YOUR INSTRUCTIONS:
Exactly the lines from the top of the records below through the one containing "whole operation back." must be set down, with no line added or dropped.

RECORDS SHOWN:
──────────

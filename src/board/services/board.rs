//! Board operations: the ordering engine's public contract.
//!
//! Each operation runs in exactly one store transaction. Position shifts are
//! planned by [`crate::board::domain::ordering`] and applied as range updates
//! before the moved task's own row is written, so a failure at any step rolls
//! the whole operation back.

use super::error::{BoardError, BoardErrorKind, BoardResult};
use crate::board::{
    domain::{
        FieldUpdate, Placement, Position, Stage, StageDetail, StageId, StageName, Task, TaskId,
        TaskName, TaskOrdering, TaskPatch, check_density, ordering::max_insertion_index,
        plan_move, plan_removal,
    },
    ports::{BoardStore, BoardTransaction},
};
use std::collections::BTreeMap;
use std::sync::Arc;
use tracing::{debug, instrument, warn};

/// Request payload for creating a task at the end of a stage.
#[derive(Debug, Clone, PartialEq, Eq)]
pub struct CreateTaskRequest {
    name: String,
    stage_id: StageId,
}

impl CreateTaskRequest {
    /// Creates a request for a task named `name` in `stage_id`.
    #[must_use]
    pub fn new(name: impl Into<String>, stage_id: StageId) -> Self {
        Self {
            name: name.into(),
            stage_id,
        }
    }
}

/// Request payload for relocating a task.
///
/// A missing stage keeps the task in its current stage. A missing position
/// keeps the current slot within the same stage and appends when the stage
/// changes.
#[derive(Debug, Clone, Copy, PartialEq, Eq)]
pub struct MoveTaskRequest {
    task_id: TaskId,
    stage_id: Option<StageId>,
    position: Option<u32>,
}

impl MoveTaskRequest {
    /// Creates a request carrying no destination yet.
    #[must_use]
    pub const fn new(task_id: TaskId) -> Self {
        Self {
            task_id,
            stage_id: None,
            position: None,
        }
    }

    /// Sets the destination stage.
    #[must_use]
    pub const fn to_stage(mut self, stage_id: StageId) -> Self {
        self.stage_id = Some(stage_id);
        self
    }

    /// Sets the destination position.
    #[must_use]
    pub const fn to_position(mut self, position: u32) -> Self {
        self.position = Some(position);
        self
    }
}

/// Board orchestration service.
#[derive(Clone)]
pub struct BoardService<S>
where
    S: BoardStore,
{
    store: Arc<S>,
}

impl<S> BoardService<S>
where
    S: BoardStore,
{
    /// Creates a new board service over `store`.
    #[must_use]
    pub const fn new(store: Arc<S>) -> Self {
        Self { store }
    }

    /// Creates a stage.
    ///
    /// # Errors
    ///
    /// Returns [`BoardError::Domain`] for an invalid name or
    /// [`BoardError::Store`] carrying
    /// [`crate::board::ports::BoardStoreError::DuplicateStageName`] when the
    /// name is taken.
    #[instrument(skip(self, name), level = "debug")]
    pub async fn create_stage(&self, name: impl Into<String> + Send) -> BoardResult<Stage> {
        let stage_name = StageName::new(name)?;
        let result = self
            .store
            .transaction(move |tx| -> BoardResult<Stage> {
                Ok(tx.insert_stage(&stage_name)?)
            })
            .await;
        traced("create_stage", result).inspect(|stage| {
            debug!(stage_id = %stage.id(), name = %stage.name(), "stage created");
        })
    }

    /// Appends a new task to the end of its stage.
    ///
    /// # Errors
    ///
    /// Returns [`BoardError::Domain`] for an invalid name and
    /// [`BoardError::StageNotFound`] when the stage does not exist.
    #[instrument(skip(self), level = "debug")]
    pub async fn create_task(&self, request: CreateTaskRequest) -> BoardResult<Task> {
        let task_name = TaskName::new(request.name)?;
        let stage_id = request.stage_id;
        let result = self
            .store
            .transaction(move |tx| append_task(tx, &task_name, stage_id))
            .await;
        traced("create_task", result).inspect(|task| {
            debug!(task_id = %task.id(), placement = %task.placement(), "task created");
        })
    }

    /// Renames a task without touching its placement.
    ///
    /// # Errors
    ///
    /// Returns [`BoardError::Domain`] for an invalid name and
    /// [`BoardError::TaskNotFound`] when the task does not exist.
    #[instrument(skip(self, name), level = "debug")]
    pub async fn rename_task(
        &self,
        task_id: TaskId,
        name: impl Into<String> + Send,
    ) -> BoardResult<Task> {
        let patch = TaskPatch::new().with_name(TaskName::new(name)?);
        self.patch_task(task_id, patch).await
    }

    /// Moves a task within its stage or into another stage, shifting the
    /// neighbours it leaves and joins.
    ///
    /// # Errors
    ///
    /// Returns [`BoardError::NoFieldsToUpdate`] when the request names
    /// neither stage nor position, [`BoardError::TaskNotFound`] or
    /// [`BoardError::StageNotFound`] for missing rows, and
    /// [`BoardError::PositionOutOfRange`] when the target slot is beyond the
    /// end of the destination stage.
    #[instrument(skip(self), level = "debug")]
    pub async fn move_task(&self, request: MoveTaskRequest) -> BoardResult<Task> {
        let position = request.position.map(Position::new).transpose()?;
        let patch = TaskPatch {
            stage_id: FieldUpdate::from(request.stage_id),
            position: FieldUpdate::from(position),
            ..TaskPatch::default()
        };
        self.patch_task(request.task_id, patch).await
    }

    /// Applies a partial update: relocation fields run the move algorithm,
    /// then the name (when supplied) is written in the same transaction.
    ///
    /// # Errors
    ///
    /// Returns [`BoardError::NoFieldsToUpdate`] for an empty patch, plus every
    /// error [`Self::move_task`] can return.
    #[instrument(skip(self), level = "debug")]
    pub async fn patch_task(&self, task_id: TaskId, patch: TaskPatch) -> BoardResult<Task> {
        let result = self
            .store
            .transaction(move |tx| apply_patch(tx, task_id, patch))
            .await;
        traced("patch_task", result).inspect(|task| {
            debug!(task_id = %task.id(), placement = %task.placement(), "task updated");
        })
    }

    /// Deletes a task and closes the gap it leaves in its stage.
    ///
    /// Returns the removed task.
    ///
    /// # Errors
    ///
    /// Returns [`BoardError::TaskNotFound`] when the task does not exist.
    #[instrument(skip(self), level = "debug")]
    pub async fn delete_task(&self, task_id: TaskId) -> BoardResult<Task> {
        let result = self
            .store
            .transaction(move |tx| remove_task(tx, task_id))
            .await;
        traced("delete_task", result).inspect(|task| {
            debug!(task_id = %task.id(), placement = %task.placement(), "task deleted");
        })
    }

    /// Returns every stage with its tasks.
    ///
    /// # Errors
    ///
    /// Returns [`BoardError::Store`] when the store cannot be read.
    pub async fn list_stages_with_tasks(
        &self,
        ordering: TaskOrdering,
    ) -> BoardResult<Vec<StageDetail>> {
        let result = self
            .store
            .transaction(move |tx| collect_board(tx, ordering))
            .await;
        traced("list_stages_with_tasks", result)
    }

    /// Returns every stage in creation order.
    ///
    /// # Errors
    ///
    /// Returns [`BoardError::Store`] when the store cannot be read.
    pub async fn list_stages(&self) -> BoardResult<Vec<Stage>> {
        let result = self
            .store
            .transaction(|tx| -> BoardResult<Vec<Stage>> { Ok(tx.list_stages()?) })
            .await;
        traced("list_stages", result)
    }

    /// Returns the tasks of one stage in position order.
    ///
    /// # Errors
    ///
    /// Returns [`BoardError::StageNotFound`] when the stage does not exist.
    pub async fn list_tasks_by_stage(&self, stage_id: StageId) -> BoardResult<Vec<Task>> {
        let result = self
            .store
            .transaction(move |tx| -> BoardResult<Vec<Task>> {
                require_stage(tx, stage_id)?;
                let mut tasks = tx.list_tasks_by_stage(stage_id)?;
                tasks.sort_by_key(|task| (task.position(), task.id()));
                Ok(tasks)
            })
            .await;
        traced("list_tasks_by_stage", result)
    }

    /// Looks a task up by identifier.
    ///
    /// Returns `Ok(None)` when the task does not exist.
    ///
    /// # Errors
    ///
    /// Returns [`BoardError::Store`] when the lookup fails.
    pub async fn find_task(&self, task_id: TaskId) -> BoardResult<Option<Task>> {
        let result = self
            .store
            .transaction(move |tx| -> BoardResult<Option<Task>> {
                Ok(tx.find_task(task_id)?)
            })
            .await;
        traced("find_task", result)
    }

    /// Looks a stage up by name.
    ///
    /// Returns `Ok(None)` when no stage has that name.
    ///
    /// # Errors
    ///
    /// Returns [`BoardError::Domain`] for an invalid name or
    /// [`BoardError::Store`] when the lookup fails.
    pub async fn find_stage_by_name(
        &self,
        name: impl Into<String> + Send,
    ) -> BoardResult<Option<Stage>> {
        let stage_name = StageName::new(name)?;
        let result = self
            .store
            .transaction(move |tx| -> BoardResult<Option<Stage>> {
                Ok(tx.find_stage_by_name(&stage_name)?)
            })
            .await;
        traced("find_stage_by_name", result)
    }

    /// Checks that every stage's positions are exactly `0..n`.
    ///
    /// # Errors
    ///
    /// Returns [`BoardError::CorruptOrdering`] for the first stage whose
    /// ordering has a gap or a duplicate.
    pub async fn verify_density(&self) -> BoardResult<()> {
        let result = self
            .store
            .transaction(|tx| -> BoardResult<()> {
                for detail in collect_board(tx, TaskOrdering::Insertion)? {
                    check_density(detail.tasks().iter().map(Task::position)).map_err(
                        |violation| BoardError::CorruptOrdering {
                            stage_id: detail.stage().id(),
                            violation,
                        },
                    )?;
                }
                Ok(())
            })
            .await;
        traced("verify_density", result)
    }
}

fn append_task(
    tx: &mut dyn BoardTransaction,
    name: &TaskName,
    stage_id: StageId,
) -> BoardResult<Task> {
    require_stage(tx, stage_id)?;
    let position = Position::try_from(tx.count_tasks(stage_id)?)?;
    Ok(tx.insert_task(name, Placement::new(stage_id, position))?)
}

fn apply_patch(
    tx: &mut dyn BoardTransaction,
    task_id: TaskId,
    patch: TaskPatch,
) -> BoardResult<Task> {
    if patch.is_empty() {
        return Err(BoardError::NoFieldsToUpdate);
    }
    let current = tx
        .find_task(task_id)?
        .ok_or(BoardError::TaskNotFound(task_id))?;

    let mut changes = TaskPatch {
        name: patch.name,
        ..TaskPatch::default()
    };
    if patch.stage_id.is_set() || patch.position.is_set() {
        let destination = resolve_destination(tx, &current, patch.stage_id, patch.position)?;
        let plan = plan_move(current.placement(), destination);
        if !plan.is_noop() {
            for shift in plan.shifts() {
                let shifted = tx.shift_positions(shift)?;
                debug!(%shift, shifted, "shifted neighbours");
            }
            changes = changes.with_placement(destination);
        }
    }

    if changes.is_empty() {
        return Ok(current);
    }
    expect_single_row(tx.update_task_fields(task_id, &changes)?, task_id)?;
    tx.find_task(task_id)?
        .ok_or(BoardError::TaskNotFound(task_id))
}

fn resolve_destination(
    tx: &mut dyn BoardTransaction,
    current: &Task,
    stage_id: FieldUpdate<StageId>,
    position: FieldUpdate<Position>,
) -> BoardResult<Placement> {
    let origin = current.placement();
    let target_stage = stage_id.into_option().unwrap_or(origin.stage_id);
    let same_stage = target_stage == origin.stage_id;
    if !same_stage {
        require_stage(tx, target_stage)?;
    }

    let max = max_insertion_index(tx.count_tasks(target_stage)?, same_stage);
    let target_position = match position {
        FieldUpdate::Set(requested) => requested,
        FieldUpdate::Absent if same_stage => origin.position,
        FieldUpdate::Absent => Position::try_from(max)?,
    };
    if usize::try_from(target_position.value()).unwrap_or(usize::MAX) > max {
        return Err(BoardError::PositionOutOfRange {
            position: target_position,
            max,
        });
    }
    Ok(Placement::new(target_stage, target_position))
}

fn remove_task(tx: &mut dyn BoardTransaction, task_id: TaskId) -> BoardResult<Task> {
    let task = tx
        .find_task(task_id)?
        .ok_or(BoardError::TaskNotFound(task_id))?;
    expect_single_row(tx.delete_task(task_id)?, task_id)?;
    let shift = plan_removal(task.placement());
    let shifted = tx.shift_positions(&shift)?;
    debug!(%shift, shifted, "closed gap");
    Ok(task)
}

fn collect_board(
    tx: &mut dyn BoardTransaction,
    ordering: TaskOrdering,
) -> BoardResult<Vec<StageDetail>> {
    let stages = tx.list_stages()?;
    let mut tasks_by_stage: BTreeMap<StageId, Vec<Task>> = BTreeMap::new();
    for task in tx.list_tasks()? {
        tasks_by_stage.entry(task.stage_id()).or_default().push(task);
    }
    Ok(stages
        .into_iter()
        .map(|stage| {
            let tasks = tasks_by_stage.remove(&stage.id()).unwrap_or_default();
            StageDetail::new(stage, tasks, ordering)
        })
        .collect())
}

fn require_stage(tx: &mut dyn BoardTransaction, stage_id: StageId) -> BoardResult<Stage> {
    tx.find_stage(stage_id)?
        .ok_or(BoardError::StageNotFound(stage_id))
}

const fn expect_single_row(rows: usize, task_id: TaskId) -> BoardResult<()> {
    match rows {
        0 => Err(BoardError::TaskNotFound(task_id)),
        1 => Ok(()),
        _ => Err(BoardError::MultipleRowsUpdated(rows)),
    }
}

/// Logs a failed operation at a level matching its error kind.
fn traced<T>(operation: &'static str, result: BoardResult<T>) -> BoardResult<T> {
    if let Err(err) = &result {
        if err.kind() == BoardErrorKind::Internal {
            warn!(operation, error = %err, "board operation failed");
        } else {
            debug!(operation, error = %err, "board operation rejected");
        }
    }
    result
}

──────────

TASK RESPONSE:
filename src/board/services/board.rs
//! Board operations: the ordering engine's public contract.
//!
//! Each operation runs in exactly one store transaction. Position shifts are
//! planned by [`crate::board::domain::ordering`] and applied as range updates
//! before the moved task's own row is written, so a failure at any step rolls
//! the whole operation back.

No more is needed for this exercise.